Stored data:
------------------------------------------------

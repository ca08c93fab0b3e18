//! Lamina compiler crash handler.
use std::{
    io::Write,
    panic::PanicHookInfo,
    process::exit,
    sync::atomic::{AtomicBool, Ordering},
    thread,
};

use backtrace::Backtrace;

pub(crate) fn panic_handler(info: &PanicHookInfo) {
    // keep track to ensure that we only panic once and multiple threads can
    // exit gracefully!
    static PANIC_ONCE: AtomicBool = AtomicBool::new(false);

    if !PANIC_ONCE.swap(true, Ordering::SeqCst) {
        let stderr = std::io::stderr();
        let mut stderr = stderr.lock();

        let _ = write!(&mut stderr, "Sorry :^(\nInternal Panic");

        if let Some(s) = info.payload().downcast_ref::<&str>() {
            let _ = writeln!(&mut stderr, ": {s}\n");
        } else if let Some(s) = info.payload().downcast_ref::<String>() {
            let _ = writeln!(&mut stderr, ": {s}\n");
        } else {
            let _ = writeln!(&mut stderr, "\n");
        }

        // Display the location if we can...
        if let Some(location) = info.location() {
            let _ = writeln!(
                &mut stderr,
                "Occurred in file '{}' at {}:{}",
                location.file(),
                location.line(),
                location.column()
            );
        }

        let backtrace = Backtrace::new();

        // Print backtrace and thread name if available
        if let Some(name) = thread::current().name() {
            let _ = writeln!(&mut stderr, "Backtrace for thread \"{name}\":\n{backtrace:?}");
        } else {
            let _ = writeln!(&mut stderr, "Backtrace:\n{backtrace:?}");
        }

        let _ = writeln!(&mut stderr, "This is a compiler bug, please file a bug report.");
    }

    // Now call exit after we have printed all the relevant info
    exit(1);
}
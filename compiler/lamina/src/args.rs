//! Lamina Compiler arguments management.
use std::path::PathBuf;

use clap::{Parser as ClapParser, Subcommand};
use lamina_pipeline::settings::{CompilerSettings, CompilerStageKind, DumpMode};

/// CompilerOptions is a structural representation of what arguments the
/// compiler can take when running.
#[derive(ClapParser)]
#[command(
    name = "laminac",
    version,
    author = "Lamina Language Authors",
    about = "Check and lower Lamina `l3` programs"
)]
#[command(disable_colored_help = true)]
pub(crate) struct CompilerOptions {
    /// Run the compiler in debug mode
    #[arg(short, long, global = true)]
    pub(crate) debug: bool,

    /// Whether to output the result of each compiler stage.
    #[arg(long, global = true)]
    pub(crate) output_stage_results: bool,

    /// Whether to print the stage metrics for each stage of the compiler.
    #[arg(long, global = true)]
    pub(crate) output_metrics: bool,

    /// How to print the result of a stage.
    #[arg(long, value_enum, default_value_t = DumpMode::Pretty, global = true)]
    pub(crate) dump_mode: DumpMode,

    /// Compiler mode
    #[command(subcommand)]
    pub(crate) mode: SubCmd,
}

impl From<CompilerOptions> for CompilerSettings {
    fn from(options: CompilerOptions) -> Self {
        let (stage, filename) = match options.mode {
            SubCmd::Parse { filename } => (CompilerStageKind::Parse, filename),
            SubCmd::Check { filename } => (CompilerStageKind::ScopeCheck, filename),
            SubCmd::Lower { filename } => (CompilerStageKind::Full, filename),
        };

        Self {
            entry_point: Some(filename),
            debug: options.debug,
            output_stage_results: options.output_stage_results,
            output_metrics: options.output_metrics,
            emit_errors: true,
            dump_mode: options.dump_mode,
            stage,
        }
    }
}

#[derive(Subcommand, Clone)]
pub(crate) enum SubCmd {
    /// Parse the given program
    Parse {
        /// Input filename of the program
        filename: PathBuf,
    },

    /// Parse and scope check the given program
    Check {
        /// Input filename of the program
        filename: PathBuf,
    },

    /// Check the given program and lower it into `l2`
    Lower {
        /// Input filename of the program
        filename: PathBuf,
    },
}
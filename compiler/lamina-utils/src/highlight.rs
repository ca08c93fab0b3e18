//! Terminal highlighting for compiler messages.
use std::ops::BitOr;

/// Variants of highlighter colour that can be used.
#[derive(Debug, Clone, Copy, PartialEq, Eq)]
pub enum Colour {
    Red,
    Green,
    Yellow,
    Blue,
    Magenta,
    Cyan,
}

/// Colour modifiers specifying if the colour should also
/// apply a text effect such as bold or underlined.
#[derive(Debug, Clone, Copy, PartialEq, Eq)]
pub enum Modifier {
    Bold,
    Underline,
}

impl BitOr<Modifier> for Colour {
    type Output = Decoration;

    fn bitor(self, rhs: Modifier) -> Self::Output {
        Decoration { colour: self, modifier: rhs }
    }
}

impl BitOr<Colour> for Modifier {
    type Output = Decoration;

    fn bitor(self, rhs: Colour) -> Self::Output {
        Decoration { colour: rhs, modifier: self }
    }
}

/// Anything that can be turned into an ANSI escape sequence which
/// is prefixed to the highlighted text.
pub trait Highlighter {
    fn escape_code(&self) -> String;
}

impl Highlighter for Colour {
    fn escape_code(&self) -> String {
        match self {
            Colour::Red => "\u{001b}[31;1m",
            Colour::Green => "\u{001b}[32;1m",
            Colour::Yellow => "\u{001b}[33;1m",
            Colour::Blue => "\u{001b}[34;1m",
            Colour::Magenta => "\u{001b}[35;1m",
            Colour::Cyan => "\u{001b}[36;1m",
        }
        .to_owned()
    }
}

impl Highlighter for Modifier {
    fn escape_code(&self) -> String {
        match self {
            Modifier::Bold => "\u{001b}[1m",
            Modifier::Underline => "\u{001b}[4m",
        }
        .to_owned()
    }
}

/// The union of a colour and a text modifier, produced by combining
/// the two with `|`.
#[derive(Debug, Clone, Copy, PartialEq, Eq)]
pub struct Decoration {
    pub colour: Colour,
    pub modifier: Modifier,
}

impl Highlighter for Decoration {
    fn escape_code(&self) -> String {
        format!("{}{}", self.colour.escape_code(), self.modifier.escape_code())
    }
}

/// Apply a [Highlighter] on the given message, resetting the effect
/// at the end of the message.
pub fn highlight(highlighter: impl Highlighter, message: impl ToString) -> String {
    const RESET: &str = "\u{001b}[0m";

    format!("{}{}{RESET}", highlighter.escape_code(), message.to_string())
}
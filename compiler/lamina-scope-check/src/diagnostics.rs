//! Diagnostics for the scope checker.
use derive_more::Display;
use lamina_ir::Identifier;
use lamina_reporting::{
    error_codes::ErrorCode,
    reporter::{AddToReporter, Reporter},
};
use lamina_utils::printing::SequenceDisplay;
use thiserror::Error;

/// The construct that introduced a binder list.
#[derive(Debug, Display, Clone, Copy, PartialEq, Eq)]
pub enum BinderOrigin {
    #[display("let")]
    Let,
    #[display("letrec")]
    LetRec,
    #[display("lambda")]
    Lambda,
    #[display("program")]
    Program,
}

/// An error that occurred during scope checking.
#[derive(Debug, Clone, PartialEq, Eq, Error)]
pub enum ScopeError {
    /// A single binder list declares one or more names more than once.
    /// `names` holds each repeated name once, in order of first repetition.
    #[error("{} bound more than once in the same `{origin}` binder list", SequenceDisplay::all(names))]
    DuplicateIdentifier { names: Vec<Identifier>, origin: BinderOrigin },

    /// A reference to a name that no enclosing binder introduces.
    #[error("identifier `{name}` is not bound")]
    UnboundIdentifier { name: Identifier },
}

impl AddToReporter for ScopeError {
    fn add_to_reporter(&self, reporter: &mut Reporter) {
        match self {
            ScopeError::DuplicateIdentifier { names, origin } => {
                let error = reporter.error().code(ErrorCode::DuplicateIdentifier).title(self);

                error.add_note(format!(
                    "the names of a `{origin}` binder list must be pairwise distinct"
                ));
                if *origin != BinderOrigin::Program {
                    error.add_help(format!(
                        "to shadow {}, bind it in a nested scope instead",
                        SequenceDisplay::all(names)
                    ));
                }
            }
            ScopeError::UnboundIdentifier { name } => {
                reporter.error().code(ErrorCode::UnboundIdentifier).title(self).add_note(format!(
                    "`{name}` is neither a program parameter nor introduced by an enclosing binder"
                ));
            }
        }
    }
}
//! Lamina compiler main entry point.
mod args;
mod crash_handler;

use std::{panic, process::exit};

use args::CompilerOptions;
use clap::Parser as _;
use crash_handler::panic_handler;
use lamina_driver::CompilerBuilder;
use lamina_pipeline::{interface::CompilerInterface, settings::CompilerSettings};
use lamina_utils::{logging::CompilerLogger, stream::CompilerOutputStream};
use log::LevelFilter;

/// The logger that is used by the compiler for `log!` statements.
pub static COMPILER_LOGGER: CompilerLogger = CompilerLogger::new();

fn main() {
    // Initial grunt work, panic handler and logger setup...
    panic::set_hook(Box::new(panic_handler));

    COMPILER_LOGGER.set_streams(CompilerOutputStream::stdout(), CompilerOutputStream::stderr());
    log::set_logger(&COMPILER_LOGGER).unwrap_or_else(|_| panic!("couldn't initiate logger"));

    let settings = CompilerSettings::from(CompilerOptions::parse());

    // if debug is specified, we want to log everything that is debug level...
    if settings.debug {
        log::set_max_level(LevelFilter::Debug);
    } else {
        log::set_max_level(LevelFilter::Info);
    }

    let mut compiler = CompilerBuilder::build_with_settings(
        settings,
        CompilerOutputStream::stderr,
        CompilerOutputStream::stdout,
    );
    compiler.run_on_entry_point();

    if compiler.has_errors() {
        exit(1);
    }
}
//! Lamina compiler pipeline traits. This file contains the interfaces that
//! the pipeline uses to run the various stages that transform a source into
//! lower level IR.

use lamina_reporting::report::Report;
use lamina_source::SourceId;
use lamina_utils::{stream::CompilerOutputStream, timing::StageMetrics};

use crate::{
    settings::{CompilerSettings, CompilerStageKind},
    workspace::Workspace,
};

pub type CompilerResult<T> = Result<T, Vec<Report>>;

/// An abstract stage within the compiler pipeline. Each stage has an
/// associated [CompilerStageKind] which is used by the pipeline to decide
/// which stages to run.
pub trait CompilerStage<StageCtx> {
    /// Run the stage on the source `entry_point`.
    fn run(&mut self, entry_point: SourceId, stage_data: &mut StageCtx) -> CompilerResult<()>;

    /// Invoked after the stage completes successfully. Stages use this to
    /// emit their result when `--output-stage-results` is specified.
    fn cleanup(&mut self, _entry_point: SourceId, _stage_data: &mut StageCtx) {}

    /// Any metrics that the stage collected during its execution.
    ///
    /// By default, there are no collected metrics.
    fn metrics(&self) -> StageMetrics {
        StageMetrics::default()
    }

    /// "Reset" any collected metrics so that the stage can run again.
    fn reset_metrics(&mut self) {}

    /// The kind of this [CompilerStage].
    fn kind(&self) -> CompilerStageKind;
}

/// The interface between the compiler session and the [CompilerStage]s
/// within the pipeline. Stages never see the session itself, they select
/// what they need through their own query trait built on this one.
pub trait CompilerInterface {
    /// Get the error [CompilerOutputStream].
    fn error_stream(&self) -> CompilerOutputStream;

    /// Get the output [CompilerOutputStream].
    fn output_stream(&self) -> CompilerOutputStream;

    /// Get the [CompilerSettings].
    fn settings(&self) -> &CompilerSettings;

    /// Get a mutable reference to the current [CompilerSettings].
    fn settings_mut(&mut self) -> &mut CompilerSettings;

    /// Check if the session has accumulated any errors.
    fn has_errors(&self) -> bool {
        self.diagnostics().iter().any(|report| report.is_error())
    }

    /// Get the current [Report]s that have been collected by the compiler.
    fn diagnostics(&self) -> &[Report];

    /// Get a mutable reference to the collected [Report]s.
    fn diagnostics_mut(&mut self) -> &mut Vec<Report>;

    /// Get the current [Workspace].
    fn workspace(&self) -> &Workspace;

    /// Get a mutable reference to the current [Workspace].
    fn workspace_mut(&mut self) -> &mut Workspace;
}
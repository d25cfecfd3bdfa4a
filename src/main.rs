//! Host Metadata Service Entry Point

use std::io::Write;

use hostmeta::config::ServerConfig;
use hostmeta::{logging, server};

#[tokio::main]
async fn main() {
    logging::init().expect("failed to initialize logging");

    // ポート設定はここで一度だけ解決し、以降は引数として引き回す
    let config = ServerConfig::from_env();

    // 起動メッセージはベストエフォート。書き込み失敗で起動を中断しない
    let _ = writeln!(
        std::io::stdout(),
        "Starting hostmeta service on port {}",
        config.port
    );

    server::run(config).await;
}
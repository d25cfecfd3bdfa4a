//! REST APIハンドラー
//!
//! ヘルスチェック、ホストメタデータAPI

pub mod health;
pub mod system;

use axum::{http::StatusCode, routing::get, Router};
use tower_http::cors::{Any, CorsLayer};

/// APIルーターを作成
///
/// メタデータ系ルート（`/` と `/api`）には任意オリジンを許可するCORSレイヤーを
/// 適用する。ブラウザ上の別オリジンのクライアントから直接呼ばれるため。
pub fn create_router() -> Router {
    let cors = CorsLayer::new()
        .allow_origin(Any)
        .allow_methods(Any)
        .allow_headers(Any);

    let metadata_routes = Router::new()
        .route("/", get(system::get_system_info))
        .route("/api", get(system::get_system_info))
        .layer(cors);

    Router::new()
        .route("/health", get(health::health_check))
        .merge(metadata_routes)
        .fallback(fallback)
}

/// 未定義ルートは404を返す
async fn fallback() -> StatusCode {
    StatusCode::NOT_FOUND
}
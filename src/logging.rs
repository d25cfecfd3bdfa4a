//! ロギング初期化ユーティリティ

use tracing_subscriber::EnvFilter;

/// Initialize the global tracing subscriber.
///
/// ログは標準エラー出力へ書き出す。標準出力は起動メッセージ専用。
/// `RUST_LOG` が未設定の場合は `info` レベルを使用する。
pub fn init() -> Result<(), Box<dyn std::error::Error + Send + Sync>> {
    let filter = EnvFilter::try_from_default_env().unwrap_or_else(|_| EnvFilter::new("info"));

    tracing_subscriber::fmt()
        .with_env_filter(filter)
        .with_writer(std::io::stderr)
        .compact()
        .try_init()
}
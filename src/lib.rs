//! Host Metadata Service
//!
//! ホストのメタデータ（CPUアーキテクチャ、OS、現在時刻）と死活確認を返す
//! 小さなHTTPサーバー

#![warn(missing_docs)]

/// REST APIハンドラー
pub mod api;

/// 設定管理（環境変数ヘルパー）
pub mod config;

/// ロギング初期化ユーティリティ
pub mod logging;

/// axumサーバー起動・シャットダウンハンドリング
pub mod server;
//! ヘルスチェックAPI

/// GET /health
///
/// プロセスが稼働していれば常に 200 と本文 `OK` を返す。
/// 依存先の状態には関与しない純粋な死活確認。
pub async fn health_check() -> &'static str {
    "OK"
}

#[cfg(test)]
mod tests {
    use super::*;

    #[tokio::test]
    async fn health_check_returns_literal_ok() {
        assert_eq!(health_check().await, "OK");
    }
}
// Profiles: a user-authored script plus the state it accumulates.

mod sandbox;

use std::collections::HashMap;

use serde::{Deserialize, Serialize};
use tracing::warn;

use crate::library::ScriptLibrary;
use crate::message::{FilterDefinition, Message, Value};

/// The display slot a failed evaluation writes its error text into.
const ERROR_SLOT: &str = "error";

/// Everything a client sends to define a profile. Identity is `id`; all
/// other fields are replaceable through [`ProfileUpdate`].
#[derive(Clone, Debug, Default, PartialEq, Serialize, Deserialize)]
pub struct ProfileDefinition {
    #[serde(default)]
    pub id: String,
    #[serde(default)]
    pub eval_script: String,
    #[serde(default)]
    pub is_local: bool,
    #[serde(default)]
    pub filter: FilterDefinition,
    #[serde(default, skip_serializing_if = "Option::is_none")]
    pub library_id: Option<String>,
}

/// Partial update of a definition; supplied fields are replaced wholesale.
#[derive(Clone, Debug, Default, Deserialize)]
pub struct ProfileUpdate {
    pub eval_script: Option<String>,
    pub is_local: Option<bool>,
    pub filter: Option<FilterDefinition>,
    pub library_id: Option<String>,
}

impl ProfileDefinition {
    pub fn apply(&mut self, update: ProfileUpdate) {
        if let Some(eval_script) = update.eval_script {
            self.eval_script = eval_script;
        }
        if let Some(is_local) = update.is_local {
            self.is_local = is_local;
        }
        if let Some(filter) = update.filter {
            self.filter = filter;
        }
        if let Some(library_id) = update.library_id {
            self.library_id = Some(library_id);
        }
    }
}

/// The viewer-facing snapshot of a profile. The store is working memory and
/// is never part of it.
#[derive(Clone, Debug, PartialEq, Serialize, Deserialize)]
pub struct ProfileState {
    pub definition: ProfileDefinition,
    pub display: HashMap<String, Value>,
}

/// A scripted aggregation over the measurement stream.
///
/// `store` survives evaluations and process restarts; `display` is rebuilt
/// from scratch by every accepted evaluation. The whole triple is what the
/// durable store persists.
#[derive(Clone, Debug, Serialize, Deserialize)]
pub struct Profile {
    pub definition: ProfileDefinition,
    #[serde(default)]
    pub store: HashMap<String, Value>,
    #[serde(default)]
    pub display: HashMap<String, Value>,
}

impl Profile {
    pub fn new(definition: ProfileDefinition) -> Self {
        Self {
            definition,
            store: HashMap::new(),
            display: HashMap::new(),
        }
    }

    /// Evaluate one measurement against this profile.
    ///
    /// A message rejected by the filter leaves both store and display
    /// exactly as the previous evaluation left them. An accepted message
    /// resets the display, runs the script in a fresh sandbox, and on any
    /// script failure replaces the display with a single `error` slot;
    /// store writes made before the failure are kept.
    pub fn eval(&mut self, message: &Message, library: &ScriptLibrary) {
        if !self.definition.filter.accepts(&message.name) {
            return;
        }
        self.display.clear();

        let script = match self.resolve_script(library) {
            Ok(script) => script.to_string(),
            Err(text) => {
                warn!(profile = %self.definition.id, error = %text, "profile script unavailable");
                self.display.insert(ERROR_SLOT.to_string(), Value::Text(text));
                return;
            }
        };

        let outcome = sandbox::execute(&script, std::mem::take(&mut self.store), message);
        self.store = outcome.store;
        match outcome.error {
            Some(text) => {
                warn!(profile = %self.definition.id, error = %text, "profile script failed");
                self.display.insert(ERROR_SLOT.to_string(), Value::Text(text));
            }
            None => self.display = outcome.display,
        }
    }

    /// Current state of the profile as viewers see it.
    pub fn value(&self) -> ProfileState {
        ProfileState {
            definition: self.definition.clone(),
            display: self.display.clone(),
        }
    }

    fn resolve_script<'a>(
        &'a self,
        library: &'a ScriptLibrary,
    ) -> std::result::Result<&'a str, String> {
        if !self.definition.eval_script.is_empty() {
            return Ok(&self.definition.eval_script);
        }
        match &self.definition.library_id {
            Some(id) => library
                .get(id)
                .ok_or_else(|| format!("unknown library script {:?}", id)),
            None => Err("profile has no evaluation script".to_string()),
        }
    }
}
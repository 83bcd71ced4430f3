// Pulseboard core library
// Live telemetry profile engine: user-authored scripts fold a measurement
// stream into per-profile state that is persisted and streamed to viewers.

pub mod api;
pub mod broadcast;
pub mod config;
pub mod library;
pub mod message;
pub mod profile;
pub mod registry;
pub mod server;
pub mod storage;
pub mod upstream;

// Export core types
pub use broadcast::{Broadcaster, Envelope, EnvelopeData, ViewerConnection};
pub use config::ServerConfig;
pub use library::ScriptLibrary;
pub use message::{FilterDefinition, Message, Value};
pub use profile::{Profile, ProfileDefinition, ProfileState, ProfileUpdate};
pub use registry::ProfileRegistry;
pub use server::Server;
pub use storage::{MemoryProfileStore, ProfileStore, RocksDbProfileStore};

// Error types
use thiserror::Error;

#[derive(Error, Debug)]
pub enum PulseError {
    #[error("Storage error: {0}")]
    StorageError(String),

    #[error("Registry error: {0}")]
    RegistryError(String),

    #[error("Upstream error: {0}")]
    UpstreamError(String),

    #[error("IO error: {0}")]
    IoError(#[from] std::io::Error),

    #[error("Serialization error: {0}")]
    SerializationError(#[from] serde_json::Error),
}

pub type Result<T> = std::result::Result<T, PulseError>;
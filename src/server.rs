// Server composition.
//
// Owns the registry, broadcaster and durable store, and drives the three
// long-lived activities: the ingestion loop, the periodic durable sync and
// the HTTP/WebSocket surface.

use std::sync::Arc;

use tokio::time::interval;
use tracing::{info, warn};

use crate::api::ApiServer;
use crate::broadcast::{Broadcaster, Envelope};
use crate::config::ServerConfig;
use crate::library::ScriptLibrary;
use crate::registry::ProfileRegistry;
use crate::storage::{ProfileStore, RocksDbProfileStore};
use crate::upstream::{fetch_snapshot, TcpMeasurementSource};
use crate::Result;

pub struct Server {
    config: ServerConfig,
    registry: Arc<ProfileRegistry>,
    broadcaster: Arc<Broadcaster>,
    store: Arc<dyn ProfileStore>,
}

impl Server {
    /// Open the durable store and assemble the components. A store that
    /// cannot be opened is fatal; everything else degrades gracefully.
    pub fn new(config: ServerConfig) -> Result<Self> {
        std::fs::create_dir_all(&config.data_dir)?;
        let store: Arc<dyn ProfileStore> = Arc::new(RocksDbProfileStore::open(
            config.data_dir.join("profiles"),
        )?);

        let library = Arc::new(match &config.library_dir {
            Some(dir) => ScriptLibrary::load_dir(dir),
            None => ScriptLibrary::default(),
        });

        let registry = Arc::new(ProfileRegistry::new(store.clone(), library));

        Ok(Self {
            config,
            registry,
            broadcaster: Arc::new(Broadcaster::new()),
            store,
        })
    }

    /// Load persisted profiles, start the background tasks and serve.
    /// Runs for process lifetime.
    pub async fn run(self) -> Result<()> {
        let loaded = self.registry.load().await?;
        info!(profiles = loaded, "registry loaded from durable store");

        let registry = self.registry.clone();
        let store = self.store.clone();
        let sync_interval = self.config.sync_interval;
        tokio::spawn(async move {
            let mut ticker = interval(sync_interval);
            loop {
                ticker.tick().await;
                let profiles = registry.snapshot().await;
                if let Err(e) = store.sync_all(&profiles).await {
                    warn!(error = %e, "durable sync pass failed");
                }
            }
        });

        let registry = self.registry.clone();
        let broadcaster = self.broadcaster.clone();
        let config = self.config.clone();
        tokio::spawn(async move {
            ingest_loop(config, registry, broadcaster).await;
        });

        ApiServer::new(self.config, self.registry, self.broadcaster)
            .serve()
            .await
    }
}

/// Feed measurements through the registry sweep and fan the resulting
/// states out to viewers, in arrival order.
async fn ingest_loop(
    config: ServerConfig,
    registry: Arc<ProfileRegistry>,
    broadcaster: Arc<Broadcaster>,
) {
    if let Some(http_address) = &config.upstream_http_address {
        match fetch_snapshot(http_address).await {
            Ok(messages) => {
                info!(count = messages.len(), "priming profiles from upstream snapshot");
                for message in &messages {
                    sweep_and_fanout(&registry, &broadcaster, message).await;
                }
            }
            Err(e) => warn!(error = %e, "upstream snapshot fetch failed"),
        }
    }

    let mut messages = TcpMeasurementSource::new(config.upstream_tcp_address.clone()).spawn();
    while let Some(message) = messages.recv().await {
        sweep_and_fanout(&registry, &broadcaster, &message).await;
    }
    info!("measurement channel closed");
}

async fn sweep_and_fanout(
    registry: &Arc<ProfileRegistry>,
    broadcaster: &Arc<Broadcaster>,
    message: &crate::message::Message,
) {
    for state in registry.eval_sweep(message).await {
        broadcaster.fanout(&Envelope::update(state)).await;
    }
}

------------------------------------------------

EXERCISE AIM: Give the number of lines in the records where the word "Whether" shows up. Nothing else belongs in the reply.

RESPONSE BELOW: 2